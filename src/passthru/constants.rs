//! J2534 constants as they appear in PassThru logs.
use std::fmt;
use std::str::FromStr;

use strum_macros::{Display, EnumIter, EnumString, FromRepr, IntoStaticStr};

/// Protocol ID passed to `PassThruConnect`.
#[derive(Debug, Copy, Clone, Eq, PartialEq, Hash, Display, EnumString, EnumIter, FromRepr, IntoStaticStr)]
#[repr(u32)]
#[allow(non_camel_case_types)]
pub enum ProtocolId {
    J1850VPW = 0x01,
    J1850PWM = 0x02,
    ISO9141 = 0x03,
    ISO14230 = 0x04,
    CAN = 0x05,
    ISO15765 = 0x06,
    SCI_A_ENGINE = 0x07,
    SCI_A_TRANS = 0x08,
    SCI_B_ENGINE = 0x09,
    SCI_B_TRANS = 0x0a,
    CAN_PS = 0x8004,
    ISO15765_PS = 0x8005,
}

/// Filter type passed to `PassThruStartMsgFilter`.
#[derive(Debug, Copy, Clone, Eq, PartialEq, Hash, Display, EnumString, EnumIter, FromRepr, IntoStaticStr)]
#[repr(u32)]
pub enum FilterType {
    #[strum(serialize = "PASS_FILTER")]
    Pass = 0x01,
    #[strum(serialize = "BLOCK_FILTER")]
    Block = 0x02,
    #[strum(serialize = "FLOW_CONTROL_FILTER")]
    FlowControl = 0x03,
}

/// TxFlags bits
pub mod tx_flags {
    pub const ISO15765_FRAME_PAD: u32 = 0x0000_0040;
    pub const ISO15765_ADDR_TYPE: u32 = 0x0000_0080;
    pub const CAN_29BIT_ID: u32 = 0x0000_0100;
    pub const WAIT_P3_MIN_ONLY: u32 = 0x0000_0200;
    pub const SW_CAN_HV_TX: u32 = 0x0000_0400;
    pub const SCI_MODE: u32 = 0x0040_0000;
    pub const SCI_TX_VOLTAGE: u32 = 0x0080_0000;
}

/// RxStatus bits
pub mod rx_status {
    /// Echo of a message this side transmitted
    pub const TX_MSG_TYPE: u32 = 0x0000_0001;
    /// First frame of a multi-frame message was received
    pub const START_OF_MESSAGE: u32 = 0x0000_0002;
    pub const RX_BREAK: u32 = 0x0000_0004;
    pub const TX_INDICATION: u32 = 0x0000_0008;
    pub const ISO15765_PADDING_ERROR: u32 = 0x0000_0010;
    pub const ISO15765_ADDR_TYPE: u32 = 0x0000_0080;
    pub const CAN_29BIT_ID: u32 = 0x0000_0100;
}

static CONNECT_FLAG_NAMES: &[(u32, &str)] = &[
    (0x0000_0100, "CAN_29BIT_ID"),
    (0x0000_0200, "ISO9141_NO_CHECKSUM"),
    (0x0000_0800, "CAN_ID_BOTH"),
    (0x0000_1000, "ISO9141_K_LINE_ONLY"),
];

/// Flags passed to `PassThruConnect`. Rendered as `NONE` or a `|` separated list of flag names.
#[derive(Copy, Clone, Default, Eq, PartialEq, Hash)]
pub struct ConnectFlags(pub u32);

impl ConnectFlags {
    pub const NONE: ConnectFlags = ConnectFlags(0);
    pub const CAN_29BIT_ID: ConnectFlags = ConnectFlags(0x0000_0100);
    pub const ISO9141_NO_CHECKSUM: ConnectFlags = ConnectFlags(0x0000_0200);
    pub const CAN_ID_BOTH: ConnectFlags = ConnectFlags(0x0000_0800);
    pub const ISO9141_K_LINE_ONLY: ConnectFlags = ConnectFlags(0x0000_1000);

    pub fn bits(&self) -> u32 {
        self.0
    }

    pub fn contains(&self, other: ConnectFlags) -> bool {
        self.0 & other.0 == other.0
    }
}

impl fmt::Display for ConnectFlags {
    fn fmt(&self, f: &mut fmt::Formatter<'_>) -> fmt::Result {
        if self.0 == 0 {
            return write!(f, "NONE");
        }

        let mut names: Vec<String> = Vec::new();
        let mut remaining = self.0;
        for (bit, name) in CONNECT_FLAG_NAMES {
            if self.0 & bit != 0 {
                names.push(name.to_string());
                remaining &= !bit;
            }
        }
        if remaining != 0 {
            names.push(format!("0x{:08X}", remaining));
        }

        write!(f, "{}", names.join(" | "))
    }
}

impl fmt::Debug for ConnectFlags {
    fn fmt(&self, f: &mut fmt::Formatter<'_>) -> fmt::Result {
        write!(f, "ConnectFlags(0x{:08x} {})", self.0, self)
    }
}

impl FromStr for ConnectFlags {
    type Err = String;

    fn from_str(s: &str) -> Result<Self, Self::Err> {
        let mut bits = 0;
        for part in s.split('|').map(str::trim).filter(|p| !p.is_empty()) {
            if part == "NONE" {
                continue;
            }
            if let Some(value) = parse_u32(part) {
                bits |= value;
                continue;
            }
            match CONNECT_FLAG_NAMES.iter().find(|(_, name)| *name == part) {
                Some((bit, _)) => bits |= bit,
                None => return Err(format!("Unknown connect flag {}", part)),
            }
        }
        Ok(ConnectFlags(bits))
    }
}

impl From<u32> for ConnectFlags {
    fn from(bits: u32) -> ConnectFlags {
        ConnectFlags(bits)
    }
}

/// Parses a decimal or `0x` prefixed hexadecimal integer.
pub(crate) fn parse_u32(text: &str) -> Option<u32> {
    let text = text.trim();
    match text.strip_prefix("0x").or_else(|| text.strip_prefix("0X")) {
        Some(hex) => u32::from_str_radix(hex, 16).ok(),
        None => text.parse().ok(),
    }
}

/// Parses a logged enum token such as `6:ISO15765`, `ISO15765` or `6`. The symbolic part wins when both are present.
pub(crate) fn parse_symbol<T: FromStr>(text: &str, from_repr: fn(u32) -> Option<T>) -> Option<T> {
    let text = text.trim();
    let (number, name) = match text.split_once(':') {
        Some((number, name)) => (Some(number), Some(name)),
        None if text.chars().all(|c| c.is_ascii_digit()) => (Some(text), None),
        None => (None, Some(text)),
    };

    name.and_then(|name| name.trim().parse().ok())
        .or_else(|| number.and_then(|n| n.trim().parse().ok()).and_then(from_repr))
}

#[cfg(test)]
mod tests {
    use super::*;

    #[test]
    fn protocol_tokens() {
        assert_eq!(parse_symbol("6:ISO15765", ProtocolId::from_repr), Some(ProtocolId::ISO15765));
        assert_eq!(parse_symbol("5", ProtocolId::from_repr), Some(ProtocolId::CAN));
        assert_eq!(parse_symbol("J1850VPW", ProtocolId::from_repr), Some(ProtocolId::J1850VPW));
        assert_eq!(parse_symbol("99:BOGUS", ProtocolId::from_repr), None);
    }

    #[test]
    fn filter_type_tokens() {
        assert_eq!(
            parse_symbol("3:FLOW_CONTROL_FILTER", FilterType::from_repr),
            Some(FilterType::FlowControl)
        );
        assert_eq!(FilterType::Pass.to_string(), "PASS_FILTER");
    }

    #[test]
    fn connect_flags_names() {
        assert_eq!(ConnectFlags::NONE.to_string(), "NONE");

        let flags = ConnectFlags(0x0000_0900);
        assert_eq!(flags.to_string(), "CAN_29BIT_ID | CAN_ID_BOTH");
        assert_eq!("CAN_29BIT_ID | CAN_ID_BOTH".parse::<ConnectFlags>(), Ok(flags));
        assert_eq!("0x00000100".parse::<ConnectFlags>(), Ok(ConnectFlags::CAN_29BIT_ID));
        assert!("NOT_A_FLAG".parse::<ConnectFlags>().is_err());
    }
}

== == ==

- WORK REQUEST -
Look over the listing above and copy each line that contains "value".

- FINISHED EXERCISE -
            if let Some(value) = parse_u32(part) {
                bits |= value;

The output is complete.